Multi-versioned Haskell Packages

As we seens in the previous chapters, the mono-versioned Haskell packages provided by nixpkgs do not always provide the exact versions of Haskell packages that we need. When version conflicts happen, it often require manual intervention, because there is no mechanism to automatically resolve the new set of dependency versions based on custom requirements.

In comparison, package managers like cabal-install are built with multi-versioned Haskell packages in mind. We can give various requirements of our dependencies to cabal by specifying version bounds. If a solution exists, cabal can automatically generate a dependency graph for us.

Haskell.nix

Haskell.nix takes multi-versioned approach toward managing Haskell packages in Nix. It does so by making use of cabal-install to resolve the dependency graph, and converting it into Nix expressions.

Since Haskell.nix uses cabal-install for the actual package management, it can usually work out of the box for existing cabal-based Haskell projects.

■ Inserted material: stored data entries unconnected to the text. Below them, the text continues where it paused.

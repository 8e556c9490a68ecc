//! Optional JSON report of a finished batch.

use std::io;
use std::path::{Path, PathBuf};

use chrono::{DateTime, Utc};
use serde::Serialize;

use super::BatchSummary;

/// A batch summary plus where and when it ran
#[derive(Debug, Serialize)]
pub struct BatchReport<'a> {
    pub started_at: String,
    pub finished_at: String,
    pub source: PathBuf,
    pub target: PathBuf,
    pub failure_ratio: f64,
    #[serde(flatten)]
    pub summary: &'a BatchSummary,
}

impl<'a> BatchReport<'a> {
    pub fn new(
        summary: &'a BatchSummary,
        source: &Path,
        target: &Path,
        started_at: DateTime<Utc>,
        finished_at: DateTime<Utc>,
    ) -> Self {
        Self {
            started_at: started_at.to_rfc3339(),
            finished_at: finished_at.to_rfc3339(),
            source: source.to_path_buf(),
            target: target.to_path_buf(),
            failure_ratio: summary.failure_ratio(),
            summary,
        }
    }
}

/// Write `report` as pretty JSON to `path`, replacing any previous report.
pub fn write_report(path: &Path, report: &BatchReport<'_>) -> io::Result<()> {
    if let Some(dir) = path.parent().filter(|d| !d.as_os_str().is_empty()) {
        std::fs::create_dir_all(dir)?;
    }
    let json = serde_json::to_vec_pretty(report)?;
    std::fs::write(path, json)
}
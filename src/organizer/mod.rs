//! Output layout for tagged copies.
//!
//! Files land at `{root}/{Artist}/{Artist} - {Title}.{ext}`. Names are made
//! filesystem-safe by deleting reserved characters, and writers targeting the
//! same path are serialized through [`TargetLocks`].

use std::collections::HashMap;
use std::path::{Path, PathBuf};
use std::sync::Arc;

use parking_lot::Mutex;

use crate::enrichment::domain::UNKNOWN_ARTIST;

/// Characters deleted from every generated path component
pub const RESERVED_CHARS: [char; 9] = ['\\', '/', ':', '*', '?', '"', '<', '>', '|'];

/// Removes every reserved character. Nothing is substituted.
pub fn sanitize_filename(name: &str) -> String {
    name.chars().filter(|c| !RESERVED_CHARS.contains(c)).collect()
}

/// Directory name for an artist.
///
/// Sanitized like a filename so `AC/DC` can't create nested directories.
/// Names that would be empty or refer to `.`/`..` fall back to "Unknown Artist".
pub fn artist_dir_name(artist: &str) -> String {
    let sanitized = sanitize_filename(artist);
    let trimmed = sanitized.trim();
    if trimmed.is_empty() || trimmed.chars().all(|c| c == '.') {
        UNKNOWN_ARTIST.to_string()
    } else {
        trimmed.to_string()
    }
}

/// `"{artist} - {title}.{extension}"` with reserved characters removed.
pub fn track_file_name(artist: &str, title: &str, extension: &str) -> String {
    sanitize_filename(&format!("{} - {}.{}", artist, title, extension))
}

/// Full target path for a resolved track under `root`.
pub fn target_path(root: &Path, artist: &str, title: &str, extension: &str) -> PathBuf {
    root.join(artist_dir_name(artist))
        .join(track_file_name(artist, title, extension))
}

/// Per-target-path write locks shared by all workers
#[derive(Debug, Default)]
pub struct TargetLocks {
    locks: Mutex<HashMap<PathBuf, Arc<Mutex<()>>>>,
}

impl TargetLocks {
    pub fn new() -> Self {
        Self::default()
    }

    /// The lock guarding `path`. Hold its guard for the whole
    /// check-write-publish sequence, then hand it back via [`Self::release`].
    pub fn lock_for(&self, path: &Path) -> Arc<Mutex<()>> {
        let mut locks = self.locks.lock();
        Arc::clone(locks.entry(path.to_path_buf()).or_default())
    }

    /// Drop our handle on `path`'s lock, removing the entry once nobody else
    /// holds it. Handles are only cloned under the map lock, so a count of
    /// one here means no other writer can be waiting on it.
    pub fn release(&self, path: &Path, lock: Arc<Mutex<()>>) {
        drop(lock);
        let mut locks = self.locks.lock();
        if locks.get(path).is_some_and(|l| Arc::strong_count(l) == 1) {
            locks.remove(path);
        }
    }

    /// Run `f` while holding the lock for `path`.
    pub fn with_lock<T>(&self, path: &Path, f: impl FnOnce() -> T) -> T {
        let lock = self.lock_for(path);
        let result = {
            let _guard = lock.lock();
            f()
        };
        self.release(path, lock);
        result
    }

    /// Number of paths currently tracked
    pub fn len(&self) -> usize {
        self.locks.lock().len()
    }

    pub fn is_empty(&self) -> bool {
        self.len() == 0
    }
}

#[cfg(test)]
mod tests {
    use super::*;

    #[test]
    fn test_sanitize_filename() {
        assert_eq!(sanitize_filename("AC/DC - T.N.T..mp3"), "ACDC - T.N.T..mp3");
        assert_eq!(sanitize_filename("What? <Live> \"2001\""), "What Live 2001");
        assert_eq!(sanitize_filename("a\\b:c*d|e"), "abcde");
        assert_eq!(sanitize_filename("Normal Name"), "Normal Name");
    }

    #[test]
    fn test_artist_dir_name() {
        assert_eq!(artist_dir_name("AC/DC"), "ACDC");
        assert_eq!(artist_dir_name("???"), UNKNOWN_ARTIST);
        assert_eq!(artist_dir_name(".."), UNKNOWN_ARTIST);
        assert_eq!(artist_dir_name("  Daft Punk "), "Daft Punk");
    }

    #[test]
    fn test_target_path_layout() {
        let path = target_path(Path::new("/out"), "Daft Punk", "One More Time", "mp3");
        assert_eq!(
            path,
            PathBuf::from("/out/Daft Punk/Daft Punk - One More Time.mp3")
        );
    }

    #[test]
    fn test_target_path_cannot_escape_root() {
        let path = target_path(Path::new("/out"), "../../etc", "passwd", "mp3");
        assert!(path.starts_with("/out"));
        assert_eq!(path.components().count(), 4);
    }

    #[test]
    fn test_same_path_shares_lock() {
        let locks = TargetLocks::new();
        let a = locks.lock_for(Path::new("/out/A/A - B.mp3"));
        let b = locks.lock_for(Path::new("/out/A/A - B.mp3"));
        let c = locks.lock_for(Path::new("/out/A/A - C.mp3"));

        assert!(Arc::ptr_eq(&a, &b));
        assert!(!Arc::ptr_eq(&a, &c));
    }

    #[test]
    fn test_released_lock_is_forgotten() {
        let locks = TargetLocks::new();
        let path = Path::new("/out/A/A - B.mp3");

        let first = locks.lock_for(path);
        let second = locks.lock_for(path);
        locks.release(path, first);
        assert_eq!(locks.len(), 1);

        locks.release(path, second);
        assert!(locks.is_empty());
    }

    #[test]
    fn test_with_lock_serializes_and_cleans_up() {
        let locks = Arc::new(TargetLocks::new());
        let inside = Arc::new(std::sync::atomic::AtomicUsize::new(0));
        let path = PathBuf::from("/out/A/A - B.mp3");

        let handles: Vec<_> = (0..8)
            .map(|_| {
                let locks = Arc::clone(&locks);
                let inside = Arc::clone(&inside);
                let path = path.clone();
                std::thread::spawn(move || {
                    locks.with_lock(&path, || {
                        use std::sync::atomic::Ordering;
                        assert_eq!(inside.fetch_add(1, Ordering::SeqCst), 0);
                        std::thread::sleep(std::time::Duration::from_millis(2));
                        inside.fetch_sub(1, Ordering::SeqCst);
                    })
                })
            })
            .collect();
        for handle in handles {
            handle.join().unwrap();
        }

        assert!(locks.is_empty());
    }
}
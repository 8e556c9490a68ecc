//! Request spacing for rate-limited services.
//!
//! MusicBrainz allows one request per second per client. The throttle is
//! shared by every worker, so spacing holds across the whole batch.

use std::time::Duration;

use tokio::sync::Mutex;
use tokio::time::Instant;

/// Enforces a minimum interval between consecutive requests.
#[derive(Debug)]
pub struct Throttle {
    interval: Duration,
    last: Mutex<Option<Instant>>,
}

impl Throttle {
    pub fn new(interval: Duration) -> Self {
        Self {
            interval,
            last: Mutex::new(None),
        }
    }

    pub fn interval(&self) -> Duration {
        self.interval
    }

    /// Wait until a request may be sent, then claim the slot.
    ///
    /// The lock is held across the sleep so waiters are released one at a
    /// time, each at least `interval` after the previous one.
    pub async fn acquire(&self) {
        let mut last = self.last.lock().await;
        if let Some(previous) = *last {
            let ready_at = previous + self.interval;
            if ready_at > Instant::now() {
                tokio::time::sleep_until(ready_at).await;
            }
        }
        *last = Some(Instant::now());
    }
}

Nevertheless, Cabal offers a wide range of features, some of which are not currently well supported by Haskell.nix. Because of this, it is important to understand how Haskell.nix works internally. This would help us understand why certain limitations are present in Haskell.nix.

Haskell.nix also provides other mode of Haskell development in Nix, such as Stack-based Haskell projects. However in this chapter we will focus only on using Haskell.nix for cabal projects.

Hackage Index

To understand how Haskell.nix resolves dependencies, we have to first understand how Cabal resolves dependencies. Recall from the chapter Dependency Management that for a package manager to resolve dependencies, it has to run the dependency resolution algorithm against the state of a package registry.

For the case of Cabal, the dependency resolution is done against the Hackage registry. More specifically, Cabal resolves the dependencies by downloading the entire state of the Hackage index to your local machine.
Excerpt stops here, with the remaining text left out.